Work instruction:
Give every line of the records exactly, please, from the first up to and including the one containing "point of view;".

[Saved data entries]
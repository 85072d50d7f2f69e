use async_trait::async_trait;

use crate::error::TransportError;
use crate::value::{ElementRef, Value};

/// Raw primitives against the remote tree.
///
/// Every method is one blocking round-trip from the caller's point of view;
/// implementations fail with `TransportError::InvalidReference` once `element`
/// no longer denotes a live remote object.
#[async_trait]
pub trait ElementTransport: Send + Sync {
    async fn list_attributes(&self, element: &ElementRef) -> Result<Vec<String>, TransportError>;

    async fn list_actions(&self, element: &ElementRef) -> Result<Vec<String>, TransportError>;

    async fn list_parameterized_attributes(
        &self,
        element: &ElementRef,
    ) -> Result<Vec<String>, TransportError>;

    async fn read_attribute(&self, element: &ElementRef, name: &str)
        -> Result<Value, TransportError>;

    async fn write_attribute(
        &self,
        element: &ElementRef,
        name: &str,
        value: Value,
    ) -> Result<Value, TransportError>;

    async fn is_attribute_writable(
        &self,
        element: &ElementRef,
        name: &str,
    ) -> Result<bool, TransportError>;

    async fn invoke_action(&self, element: &ElementRef, name: &str) -> Result<bool, TransportError>;

    async fn read_parameterized_attribute(
        &self,
        element: &ElementRef,
        name: &str,
        param: Value,
    ) -> Result<Value, TransportError>;

    async fn children_of(&self, element: &ElementRef) -> Result<Vec<ElementRef>, TransportError>;

    /// Process that owns the element.
    async fn pid_of(&self, element: &ElementRef) -> Result<i32, TransportError>;
}

/// Transport used when no platform backend is wired in; every call fails.
#[derive(Default)]
pub struct NoopTransport;

impl NoopTransport {
    fn unavailable<T>(operation: &str) -> Result<T, TransportError> {
        Err(TransportError::Unavailable(format!(
            "no element transport for {operation}"
        )))
    }
}

#[async_trait]
impl ElementTransport for NoopTransport {
    async fn list_attributes(&self, _element: &ElementRef) -> Result<Vec<String>, TransportError> {
        Self::unavailable("list_attributes")
    }

    async fn list_actions(&self, _element: &ElementRef) -> Result<Vec<String>, TransportError> {
        Self::unavailable("list_actions")
    }

    async fn list_parameterized_attributes(
        &self,
        _element: &ElementRef,
    ) -> Result<Vec<String>, TransportError> {
        Self::unavailable("list_parameterized_attributes")
    }

    async fn read_attribute(
        &self,
        _element: &ElementRef,
        _name: &str,
    ) -> Result<Value, TransportError> {
        Self::unavailable("read_attribute")
    }

    async fn write_attribute(
        &self,
        _element: &ElementRef,
        _name: &str,
        _value: Value,
    ) -> Result<Value, TransportError> {
        Self::unavailable("write_attribute")
    }

    async fn is_attribute_writable(
        &self,
        _element: &ElementRef,
        _name: &str,
    ) -> Result<bool, TransportError> {
        Self::unavailable("is_attribute_writable")
    }

    async fn invoke_action(
        &self,
        _element: &ElementRef,
        _name: &str,
    ) -> Result<bool, TransportError> {
        Self::unavailable("invoke_action")
    }

    async fn read_parameterized_attribute(
        &self,
        _element: &ElementRef,
        _name: &str,
        _param: Value,
    ) -> Result<Value, TransportError> {
        Self::unavailable("read_parameterized_attribute")
    }

    async fn children_of(&self, _element: &ElementRef) -> Result<Vec<ElementRef>, TransportError> {
        Self::unavailable("children_of")
    }

    async fn pid_of(&self, _element: &ElementRef) -> Result<i32, TransportError> {
        Self::unavailable("pid_of")
    }
}
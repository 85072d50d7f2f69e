//! Element Transport - the raw boundary to a remote accessibility tree
//!
//! This crate defines what the capability engine needs from the platform:
//! - Enumeration of attribute, action and parameterized-attribute names
//! - Attribute reads/writes, writability checks and action invocation
//! - Child enumeration and process ownership of elements
//! - Process discovery and application lifecycle control
//!
//! The `mock` module provides in-memory collaborators that count every call,
//! which is what the engine tests run against.

pub mod error;
pub mod mock;
pub mod process;
pub mod transport;
pub mod value;

pub use error::*;
pub use process::*;
pub use transport::*;
pub use value::*;
impl MockProcesses {
    pub fn new() -> Self {
        Self::default()
    }

    pub fn add_running(&self, app: MockApp) -> Pid {
        let pid = self.next_pid.fetch_add(1, Ordering::SeqCst) + 100;
        self.apps.write().insert(pid, app);
        pid
    }

    /// Hand the menu bar to `pid` regardless of which app is frontmost.
    pub fn set_menu_bar_owner(&self, pid: Pid) {
        *self.menu_bar_owner.write() = Some(pid);
    }

    /// Register a launchable bundle that starts running after
    /// `launches_needed` launch requests.
    pub fn install(&self, app: MockApp, launches_needed: u32) {
        self.installed.write().insert(
            app.bundle_id.clone(),
            Installed {
                app,
                launches_needed,
            },
        );
    }

    pub fn app(&self, pid: Pid) -> Option<MockApp> {
        self.apps.read().get(&pid).cloned()
    }

    pub fn launch_count(&self) -> usize {
        self.launches.load(Ordering::SeqCst)
    }

    fn state<T>(&self, pid: Pid, f: impl FnOnce(&MockApp) -> T) -> Result<T, TransportError> {
        self.apps
            .read()
            .get(&pid)
            .map(f)
            .ok_or_else(|| TransportError::InvalidReference(format!("pid {pid}")))
    }

    fn request(&self, pid: Pid, f: impl FnOnce(&mut MockApp)) -> Result<bool, TransportError> {
        let mut apps = self.apps.write();
        let app = apps
            .get_mut(&pid)
            .ok_or_else(|| TransportError::InvalidReference(format!("pid {pid}")))?;
        if app.responsive {
            f(app);
        }
        Ok(true)
    }
}

#[async_trait]
impl ProcessControl for MockProcesses {
    async fn running_with_bundle_id(&self, bundle_id: &str) -> Result<Option<Pid>, TransportError> {
        Ok(self
            .apps
            .read()
            .iter()
            .find(|(_, app)| app.bundle_id == bundle_id && !app.terminated)
            .map(|(pid, _)| *pid))
    }

    async fn running_with_name(&self, name: &str) -> Result<Option<Pid>, TransportError> {
        Ok(self
            .apps
            .read()
            .iter()
            .find(|(_, app)| app.name == name && !app.terminated)
            .map(|(pid, _)| *pid))
    }

    async fn launch(&self, bundle_id: &str) -> Result<bool, TransportError> {
        self.launches.fetch_add(1, Ordering::SeqCst);
        let ready = {
            let mut installed = self.installed.write();
            let Some(entry) = installed.get_mut(bundle_id) else {
                return Ok(false);
            };
            entry.launches_needed = entry.launches_needed.saturating_sub(1);
            if entry.launches_needed == 0 {
                installed.remove(bundle_id).map(|entry| entry.app)
            } else {
                None
            }
        };
        if let Some(app) = ready {
            self.add_running(app);
        }
        Ok(true)
    }

    async fn frontmost(&self) -> Result<Option<Pid>, TransportError> {
        Ok(self
            .apps
            .read()
            .iter()
            .find(|(_, app)| app.active && !app.terminated)
            .map(|(pid, _)| *pid))
    }

    async fn menu_bar_owner(&self) -> Result<Option<Pid>, TransportError> {
        let owner = *self.menu_bar_owner.read();
        let running = owner.filter(|pid| {
            self.apps
                .read()
                .get(pid)
                .map_or(false, |app| !app.terminated)
        });
        match running {
            Some(pid) => Ok(Some(pid)),
            None => self.frontmost().await,
        }
    }

    async fn application_element(&self, pid: Pid) -> Result<ElementRef, TransportError> {
        self.state(pid, |app| app.element.clone())
    }

    async fn bundle_identifier(&self, pid: Pid) -> Result<Option<String>, TransportError> {
        self.state(pid, |app| Some(app.bundle_id.clone()))
    }

    async fn is_active(&self, pid: Pid) -> Result<bool, TransportError> {
        self.state(pid, |app| app.active)
    }

    async fn is_hidden(&self, pid: Pid) -> Result<bool, TransportError> {
        self.state(pid, |app| app.hidden)
    }

    async fn is_terminated(&self, pid: Pid) -> Result<bool, TransportError> {
        self.state(pid, |app| app.terminated)
    }

    async fn activate(&self, pid: Pid) -> Result<bool, TransportError> {
        let accepted = self.request(pid, |app| {
            app.active = true;
            app.hidden = false;
        })?;
        if self.apps.read().get(&pid).map_or(false, |app| app.active) {
            for (other, app) in self.apps.write().iter_mut() {
                if *other != pid {
                    app.active = false;
                }
            }
        }
        Ok(accepted)
    }

    async fn hide(&self, pid: Pid) -> Result<bool, TransportError> {
        self.request(pid, |app| {
            app.hidden = true;
            app.active = false;
        })
    }

    async fn terminate(&self, pid: Pid) -> Result<bool, TransportError> {
        self.request(pid, |app| {
            app.terminated = true;
            app.active = false;
        })
    }

    async fn force_terminate(&self, pid: Pid) -> Result<bool, TransportError> {
        let mut apps = self.apps.write();
        let app = apps
            .get_mut(&pid)
            .ok_or_else(|| TransportError::InvalidReference(format!("pid {pid}")))?;
        app.terminated = true;
        app.active = false;
        Ok(true)
    }
}
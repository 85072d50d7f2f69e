//! Client-side handle to one remote element

use std::fmt;
use std::hash::{Hash, Hasher};
use std::sync::Arc;

use element_transport::{ElementRef, ElementTransport, Value};
use tokio::sync::OnceCell;
use tracing::debug;

use crate::cache::CapabilityCache;
use crate::constants::{
    CHILDREN_ATTRIBUTE, FOCUSED_ATTRIBUTE, ROLE_ATTRIBUTE, SUBROLE_ATTRIBUTE,
};
use crate::errors::{AxError, Namespace};
use crate::matcher::constant_for;
use crate::search::SearchOptions;

/// Handle to one element of the remote tree.
///
/// A node owns its element reference and its capability cache. It never
/// holds child nodes: every traversal asks the transport again, so search
/// results reflect the live tree. Two nodes are equal iff they refer to the
/// same remote element.
///
/// Nodes are not meant to be driven from several tasks at once.
pub struct Node {
    transport: Arc<dyn ElementTransport>,
    element: ElementRef,
    cache: CapabilityCache,
    pid: OnceCell<i32>,
    options: SearchOptions,
}

impl Node {
    pub fn new(transport: Arc<dyn ElementTransport>, element: ElementRef) -> Self {
        Self {
            transport,
            element,
            cache: CapabilityCache::new(),
            pid: OnceCell::new(),
            options: SearchOptions::default(),
        }
    }

    pub fn with_search_options(mut self, options: SearchOptions) -> Self {
        self.options = options;
        self
    }

    /// Wrap another element reached through this node (same transport and options).
    pub fn adopt(&self, element: ElementRef) -> Node {
        Node::new(self.transport.clone(), element).with_search_options(self.options)
    }

    /// Wrap an element-valued attribute value; `None` for any other value.
    pub fn adopt_value(&self, value: Value) -> Option<Node> {
        value.into_element().map(|element| self.adopt(element))
    }

    pub fn element(&self) -> &ElementRef {
        &self.element
    }

    pub fn transport(&self) -> &Arc<dyn ElementTransport> {
        &self.transport
    }

    pub fn cache(&self) -> &CapabilityCache {
        &self.cache
    }

    pub fn search_options(&self) -> SearchOptions {
        self.options
    }

    pub async fn attributes(&self) -> Result<Arc<Vec<String>>, AxError> {
        Ok(self
            .cache
            .attributes(self.transport.as_ref(), &self.element)
            .await?)
    }

    pub async fn actions(&self) -> Result<Arc<Vec<String>>, AxError> {
        Ok(self
            .cache
            .actions(self.transport.as_ref(), &self.element)
            .await?)
    }

    pub async fn parameterized_attributes(&self) -> Result<Arc<Vec<String>>, AxError> {
        Ok(self
            .cache
            .parameterized_attributes(self.transport.as_ref(), &self.element)
            .await?)
    }

    pub async fn attribute_for(&self, name: &str) -> Result<Option<String>, AxError> {
        Ok(constant_for(name, &self.attributes().await?))
    }

    pub async fn action_for(&self, name: &str) -> Result<Option<String>, AxError> {
        Ok(constant_for(name, &self.actions().await?))
    }

    pub async fn param_attribute_for(&self, name: &str) -> Result<Option<String>, AxError> {
        Ok(constant_for(name, &self.parameterized_attributes().await?))
    }

    pub async fn get_attribute(&self, name: &str) -> Result<Value, AxError> {
        let Some(attribute) = self.attribute_for(name).await? else {
            return Err(self.not_found(name, Namespace::Attribute).await);
        };
        Ok(self
            .transport
            .read_attribute(&self.element, &attribute)
            .await?)
    }

    /// Whether the attribute matching `name` accepts writes; `false` if there is none.
    pub async fn is_writable(&self, name: &str) -> Result<bool, AxError> {
        match self.attribute_for(name).await? {
            Some(attribute) => Ok(self
                .transport
                .is_attribute_writable(&self.element, &attribute)
                .await?),
            None => Ok(false),
        }
    }

    /// Write an attribute and return the value the transport reports written.
    ///
    /// Nothing can be assumed about the remote state afterwards.
    pub async fn set_attribute(&self, name: &str, value: Value) -> Result<Value, AxError> {
        let Some(attribute) = self.attribute_for(name).await? else {
            return Err(self.not_found(name, Namespace::Attribute).await);
        };
        if !self
            .transport
            .is_attribute_writable(&self.element, &attribute)
            .await?
        {
            return Err(AxError::AttributeNotWritable { name: attribute });
        }
        debug!(element = %self.element, attribute = %attribute, "writing attribute");
        Ok(self
            .transport
            .write_attribute(&self.element, &attribute, value)
            .await?)
    }

    /// Invoke an action.
    ///
    /// The action may destroy the element (closing a window, for one); this
    /// node is then stale and further calls fail with a transport error.
    pub async fn perform_action(&self, name: &str) -> Result<bool, AxError> {
        let Some(action) = self.action_for(name).await? else {
            return Err(self.not_found(name, Namespace::Action).await);
        };
        debug!(element = %self.element, action = %action, "performing action");
        Ok(self.transport.invoke_action(&self.element, &action).await?)
    }

    pub async fn get_param_attribute(&self, name: &str, param: Value) -> Result<Value, AxError> {
        let Some(attribute) = self.param_attribute_for(name).await? else {
            return Err(self.not_found(name, Namespace::ParameterizedAttribute).await);
        };
        Ok(self
            .transport
            .read_parameterized_attribute(&self.element, &attribute, param)
            .await?)
    }

    /// Whether the element advertises the children attribute.
    pub async fn has_children(&self) -> Result<bool, AxError> {
        Ok(self
            .attributes()
            .await?
            .iter()
            .any(|name| name == CHILDREN_ATTRIBUTE))
    }

    /// Fresh handles for the current children, in transport order.
    pub async fn children(&self) -> Result<Vec<Node>, AxError> {
        if !self.has_children().await? {
            return Ok(Vec::new());
        }
        let children = self.transport.children_of(&self.element).await?;
        Ok(children.into_iter().map(|child| self.adopt(child)).collect())
    }

    pub async fn role(&self) -> Result<Option<String>, AxError> {
        self.read_text(ROLE_ATTRIBUTE).await
    }

    pub async fn subrole(&self) -> Result<Option<String>, AxError> {
        self.read_text(SUBROLE_ATTRIBUTE).await
    }

    pub async fn pid(&self) -> Result<i32, AxError> {
        let pid = self
            .pid
            .get_or_try_init(|| self.transport.pid_of(&self.element))
            .await?;
        Ok(*pid)
    }

    /// Whether `name` denotes an attribute or action of this element.
    ///
    /// Search names are not considered.
    pub async fn responds_to(&self, name: &str) -> Result<bool, AxError> {
        if name == "set_focus" {
            return Ok(self
                .attributes()
                .await?
                .iter()
                .any(|attr| attr == FOCUSED_ATTRIBUTE));
        }
        Ok(self.attribute_for(name).await?.is_some() || self.action_for(name).await?.is_some())
    }

    /// Read an exact attribute constant as text, if the element has it.
    async fn read_text(&self, constant: &str) -> Result<Option<String>, AxError> {
        if !self.attributes().await?.iter().any(|name| name == constant) {
            return Ok(None);
        }
        let value = self.transport.read_attribute(&self.element, constant).await?;
        Ok(value.as_str().map(str::to_string))
    }

    /// Not-found error carrying the role; a failing role read wins instead.
    pub(crate) async fn not_found(&self, name: &str, namespace: Namespace) -> AxError {
        match self.role().await {
            Ok(role) => AxError::not_found(name, namespace, role),
            Err(err) => err,
        }
    }
}

impl PartialEq for Node {
    fn eq(&self, other: &Self) -> bool {
        self.element == other.element
    }
}

impl Eq for Node {}

impl Hash for Node {
    fn hash<H: Hasher>(&self, state: &mut H) {
        self.element.hash(state);
    }
}

impl fmt::Debug for Node {
    fn fmt(&self, f: &mut fmt::Formatter<'_>) -> fmt::Result {
        f.debug_struct("Node")
            .field("element", &self.element)
            .finish_non_exhaustive()
    }
}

Written reply:
repository 85072d50d7f2f69e
use async_trait::async_trait;

use crate::error::TransportError;
use crate::value::{ElementRef, Value};

/// Raw primitives against the remote tree.
///
/// Every method is one blocking round-trip from the caller's point of view;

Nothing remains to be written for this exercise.